┌──

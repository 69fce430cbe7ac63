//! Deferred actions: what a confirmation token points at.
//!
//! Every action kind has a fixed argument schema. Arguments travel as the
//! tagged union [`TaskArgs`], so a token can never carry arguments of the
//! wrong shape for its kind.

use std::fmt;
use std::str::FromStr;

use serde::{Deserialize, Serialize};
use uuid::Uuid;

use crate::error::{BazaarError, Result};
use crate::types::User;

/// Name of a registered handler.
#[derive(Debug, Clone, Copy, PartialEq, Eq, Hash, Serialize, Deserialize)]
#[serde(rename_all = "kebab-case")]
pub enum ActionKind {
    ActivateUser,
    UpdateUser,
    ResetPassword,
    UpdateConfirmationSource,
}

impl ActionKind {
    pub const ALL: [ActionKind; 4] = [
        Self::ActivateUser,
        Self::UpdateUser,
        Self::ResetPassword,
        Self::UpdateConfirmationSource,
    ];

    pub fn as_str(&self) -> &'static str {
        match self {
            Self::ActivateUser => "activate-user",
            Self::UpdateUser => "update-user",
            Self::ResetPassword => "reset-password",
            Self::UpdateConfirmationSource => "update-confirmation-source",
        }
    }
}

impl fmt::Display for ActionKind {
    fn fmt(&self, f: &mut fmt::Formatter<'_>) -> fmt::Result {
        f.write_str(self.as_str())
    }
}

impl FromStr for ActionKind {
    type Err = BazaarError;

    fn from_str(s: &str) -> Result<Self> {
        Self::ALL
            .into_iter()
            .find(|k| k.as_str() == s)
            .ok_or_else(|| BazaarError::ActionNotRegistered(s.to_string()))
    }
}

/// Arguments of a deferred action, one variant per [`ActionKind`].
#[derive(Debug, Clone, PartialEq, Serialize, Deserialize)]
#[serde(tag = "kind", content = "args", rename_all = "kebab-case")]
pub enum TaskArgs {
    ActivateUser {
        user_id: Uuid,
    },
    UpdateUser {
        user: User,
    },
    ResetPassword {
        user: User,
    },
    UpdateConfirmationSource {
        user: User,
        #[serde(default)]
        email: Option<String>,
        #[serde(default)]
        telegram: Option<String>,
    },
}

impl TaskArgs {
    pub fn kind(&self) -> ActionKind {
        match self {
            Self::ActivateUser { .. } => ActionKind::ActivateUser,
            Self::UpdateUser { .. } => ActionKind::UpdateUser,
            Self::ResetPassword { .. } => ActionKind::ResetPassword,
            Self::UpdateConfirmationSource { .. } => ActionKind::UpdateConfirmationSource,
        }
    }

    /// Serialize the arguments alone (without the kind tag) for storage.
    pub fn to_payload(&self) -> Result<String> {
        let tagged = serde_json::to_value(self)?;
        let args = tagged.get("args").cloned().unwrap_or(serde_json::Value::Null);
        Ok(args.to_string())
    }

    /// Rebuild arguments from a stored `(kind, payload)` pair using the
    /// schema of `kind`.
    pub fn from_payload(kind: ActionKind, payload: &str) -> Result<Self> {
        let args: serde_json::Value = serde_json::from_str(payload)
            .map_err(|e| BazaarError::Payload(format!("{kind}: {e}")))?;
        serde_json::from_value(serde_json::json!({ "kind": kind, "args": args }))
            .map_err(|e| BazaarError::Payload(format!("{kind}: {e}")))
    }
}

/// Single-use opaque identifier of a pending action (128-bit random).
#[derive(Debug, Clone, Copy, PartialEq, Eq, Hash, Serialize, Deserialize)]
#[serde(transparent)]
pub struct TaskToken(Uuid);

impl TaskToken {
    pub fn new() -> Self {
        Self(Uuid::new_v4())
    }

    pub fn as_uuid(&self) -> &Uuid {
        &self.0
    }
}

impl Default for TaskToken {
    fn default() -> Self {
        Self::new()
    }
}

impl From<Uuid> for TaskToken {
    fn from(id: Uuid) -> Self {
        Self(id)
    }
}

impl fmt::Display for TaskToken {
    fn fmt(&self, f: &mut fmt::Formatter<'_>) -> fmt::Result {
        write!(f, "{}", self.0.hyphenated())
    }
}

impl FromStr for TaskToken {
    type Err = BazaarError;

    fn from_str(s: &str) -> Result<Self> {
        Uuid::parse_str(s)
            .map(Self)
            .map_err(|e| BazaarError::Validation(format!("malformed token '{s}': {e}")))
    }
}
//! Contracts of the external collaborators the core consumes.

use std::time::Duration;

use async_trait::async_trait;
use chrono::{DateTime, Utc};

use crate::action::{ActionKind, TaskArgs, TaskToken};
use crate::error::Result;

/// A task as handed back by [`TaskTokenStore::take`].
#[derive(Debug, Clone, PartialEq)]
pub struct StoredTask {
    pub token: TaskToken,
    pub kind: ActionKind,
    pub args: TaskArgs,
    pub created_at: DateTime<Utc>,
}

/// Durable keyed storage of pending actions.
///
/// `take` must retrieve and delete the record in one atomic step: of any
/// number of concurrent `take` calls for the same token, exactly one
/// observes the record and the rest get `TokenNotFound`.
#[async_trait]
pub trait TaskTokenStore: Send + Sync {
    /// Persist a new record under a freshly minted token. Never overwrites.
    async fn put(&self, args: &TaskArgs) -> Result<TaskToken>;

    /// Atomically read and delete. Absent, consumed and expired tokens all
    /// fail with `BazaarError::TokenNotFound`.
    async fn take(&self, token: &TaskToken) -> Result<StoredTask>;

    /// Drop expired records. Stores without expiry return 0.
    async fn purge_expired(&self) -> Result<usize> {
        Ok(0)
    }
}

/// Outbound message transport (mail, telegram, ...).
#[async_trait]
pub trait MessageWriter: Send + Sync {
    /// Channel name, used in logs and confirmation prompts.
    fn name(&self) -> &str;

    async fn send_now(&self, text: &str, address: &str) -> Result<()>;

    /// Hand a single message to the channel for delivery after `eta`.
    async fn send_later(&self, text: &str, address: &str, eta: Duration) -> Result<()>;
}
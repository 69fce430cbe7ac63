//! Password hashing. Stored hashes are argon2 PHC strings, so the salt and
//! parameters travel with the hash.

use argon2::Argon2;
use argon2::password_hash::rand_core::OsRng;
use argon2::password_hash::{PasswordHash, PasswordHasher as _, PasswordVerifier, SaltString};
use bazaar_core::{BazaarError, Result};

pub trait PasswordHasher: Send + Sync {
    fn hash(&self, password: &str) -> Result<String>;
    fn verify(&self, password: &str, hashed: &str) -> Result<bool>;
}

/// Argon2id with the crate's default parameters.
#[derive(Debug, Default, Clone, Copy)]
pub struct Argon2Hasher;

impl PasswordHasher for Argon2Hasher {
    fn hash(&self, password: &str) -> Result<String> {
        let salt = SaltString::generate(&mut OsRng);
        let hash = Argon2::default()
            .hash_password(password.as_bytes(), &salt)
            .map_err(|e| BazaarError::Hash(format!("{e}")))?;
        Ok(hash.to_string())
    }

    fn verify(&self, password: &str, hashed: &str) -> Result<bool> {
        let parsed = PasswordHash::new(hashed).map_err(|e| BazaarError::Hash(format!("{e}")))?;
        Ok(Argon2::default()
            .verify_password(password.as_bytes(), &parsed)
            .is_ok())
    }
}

└──

▶ _PROBLEM DETAILS_: The full listing, repeated exactly, is the expected answer.

▶ _REPLY_:
repository 69fce430cbe7ac63
//! Deferred actions: what a confirmation token points at.
//!
//! Every action kind has a fixed argument schema. Arguments travel as the
//! tagged union [`TaskArgs`], so a token can never carry arguments of the
//! wrong shape for its kind.

use std::fmt;
use std::str::FromStr;

use serde::{Deserialize, Serialize};
use uuid::Uuid;

use crate::error::{BazaarError, Result};
use crate::types::User;

/// Name of a registered handler.
#[derive(Debug, Clone, Copy, PartialEq, Eq, Hash, Serialize, Deserialize)]
#[serde(rename_all = "kebab-case")]
pub enum ActionKind {
    ActivateUser,
    UpdateUser,
    ResetPassword,
    UpdateConfirmationSource,
}

impl ActionKind {
    pub const ALL: [ActionKind; 4] = [
        Self::ActivateUser,
        Self::UpdateUser,
        Self::ResetPassword,
        Self::UpdateConfirmationSource,
    ];

    pub fn as_str(&self) -> &'static str {
        match self {
            Self::ActivateUser => "activate-user",
            Self::UpdateUser => "update-user",
            Self::ResetPassword => "reset-password",
            Self::UpdateConfirmationSource => "update-confirmation-source",
        }
    }
}

impl fmt::Display for ActionKind {
    fn fmt(&self, f: &mut fmt::Formatter<'_>) -> fmt::Result {
        f.write_str(self.as_str())
    }
}

impl FromStr for ActionKind {
    type Err = BazaarError;

    fn from_str(s: &str) -> Result<Self> {
        Self::ALL
            .into_iter()
            .find(|k| k.as_str() == s)
            .ok_or_else(|| BazaarError::ActionNotRegistered(s.to_string()))
    }
}

/// Arguments of a deferred action, one variant per [`ActionKind`].
#[derive(Debug, Clone, PartialEq, Serialize, Deserialize)]
#[serde(tag = "kind", content = "args", rename_all = "kebab-case")]
pub enum TaskArgs {
    ActivateUser {
        user_id: Uuid,
    },
    UpdateUser {
        user: User,
    },
    ResetPassword {
        user: User,
    },
    UpdateConfirmationSource {
        user: User,
        #[serde(default)]
        email: Option<String>,
        #[serde(default)]
        telegram: Option<String>,
    },
}

impl TaskArgs {
    pub fn kind(&self) -> ActionKind {
        match self {
            Self::ActivateUser { .. } => ActionKind::ActivateUser,
            Self::UpdateUser { .. } => ActionKind::UpdateUser,
            Self::ResetPassword { .. } => ActionKind::ResetPassword,
            Self::UpdateConfirmationSource { .. } => ActionKind::UpdateConfirmationSource,
        }
    }

    /// Serialize the arguments alone (without the kind tag) for storage.
    pub fn to_payload(&self) -> Result<String> {
        let tagged = serde_json::to_value(self)?;
        let args = tagged.get("args").cloned().unwrap_or(serde_json::Value::Null);
        Ok(args.to_string())
    }

    /// Rebuild arguments from a stored `(kind, payload)` pair using the
    /// schema of `kind`.
    pub fn from_payload(kind: ActionKind, payload: &str) -> Result<Self> {
        let args: serde_json::Value = serde_json::from_str(payload)
            .map_err(|e| BazaarError::Payload(format!("{kind}: {e}")))?;
        serde_json::from_value(serde_json::json!({ "kind": kind, "args": args }))
            .map_err(|e| BazaarError::Payload(format!("{kind}: {e}")))
    }
}

/// Single-use opaque identifier of a pending action (128-bit random).
#[derive(Debug, Clone, Copy, PartialEq, Eq, Hash, Serialize, Deserialize)]
#[serde(transparent)]
pub struct TaskToken(Uuid);

impl TaskToken {
    pub fn new() -> Self {
        Self(Uuid::new_v4())
    }

    pub fn as_uuid(&self) -> &Uuid {
        &self.0
    }
}

impl Default for TaskToken {
    fn default() -> Self {
        Self::new()
    }
}

impl From<Uuid> for TaskToken {
    fn from(id: Uuid) -> Self {
        Self(id)
    }
}

impl fmt::Display for TaskToken {
    fn fmt(&self, f: &mut fmt::Formatter<'_>) -> fmt::Result {
        write!(f, "{}", self.0.hyphenated())
    }
}

impl FromStr for TaskToken {
    type Err = BazaarError;

    fn from_str(s: &str) -> Result<Self> {
        Uuid::parse_str(s)
            .map(Self)
            .map_err(|e| BazaarError::Validation(format!("malformed token '{s}': {e}")))
    }
}
//! Contracts of the external collaborators the core consumes.

use std::time::Duration;

use async_trait::async_trait;
use chrono::{DateTime, Utc};

use crate::action::{ActionKind, TaskArgs, TaskToken};
use crate::error::Result;

/// A task as handed back by [`TaskTokenStore::take`].
#[derive(Debug, Clone, PartialEq)]
pub struct StoredTask {
    pub token: TaskToken,
    pub kind: ActionKind,
    pub args: TaskArgs,
    pub created_at: DateTime<Utc>,
}

/// Durable keyed storage of pending actions.
///
/// `take` must retrieve and delete the record in one atomic step: of any
/// number of concurrent `take` calls for the same token, exactly one
/// observes the record and the rest get `TokenNotFound`.
#[async_trait]
pub trait TaskTokenStore: Send + Sync {
    /// Persist a new record under a freshly minted token. Never overwrites.
    async fn put(&self, args: &TaskArgs) -> Result<TaskToken>;

    /// Atomically read and delete. Absent, consumed and expired tokens all
    /// fail with `BazaarError::TokenNotFound`.
    async fn take(&self, token: &TaskToken) -> Result<StoredTask>;

    /// Drop expired records. Stores without expiry return 0.
    async fn purge_expired(&self) -> Result<usize> {
        Ok(0)
    }
}

/// Outbound message transport (mail, telegram, ...).
#[async_trait]
pub trait MessageWriter: Send + Sync {
    /// Channel name, used in logs and confirmation prompts.
    fn name(&self) -> &str;

    async fn send_now(&self, text: &str, address: &str) -> Result<()>;

    /// Hand a single message to the channel for delivery after `eta`.
    async fn send_later(&self, text: &str, address: &str, eta: Duration) -> Result<()>;
}
repository 69fce430cbe7ac63
//! Password hashing. Stored hashes are argon2 PHC strings, so the salt and
//! parameters travel with the hash.

use argon2::Argon2;
use argon2::password_hash::rand_core::OsRng;
use argon2::password_hash::{PasswordHash, PasswordHasher as _, PasswordVerifier, SaltString};
use bazaar_core::{BazaarError, Result};

pub trait PasswordHasher: Send + Sync {
    fn hash(&self, password: &str) -> Result<String>;
    fn verify(&self, password: &str, hashed: &str) -> Result<bool>;
}

/// Argon2id with the crate's default parameters.
#[derive(Debug, Default, Clone, Copy)]
pub struct Argon2Hasher;

impl PasswordHasher for Argon2Hasher {
    fn hash(&self, password: &str) -> Result<String> {
        let salt = SaltString::generate(&mut OsRng);
        let hash = Argon2::default()
            .hash_password(password.as_bytes(), &salt)
            .map_err(|e| BazaarError::Hash(format!("{e}")))?;
        Ok(hash.to_string())
    }

    fn verify(&self, password: &str, hashed: &str) -> Result<bool> {
        let parsed = PasswordHash::new(hashed).map_err(|e| BazaarError::Hash(format!("{e}")))?;
        Ok(Argon2::default()
            .verify_password(password.as_bytes(), &parsed)
            .is_ok())
    }
}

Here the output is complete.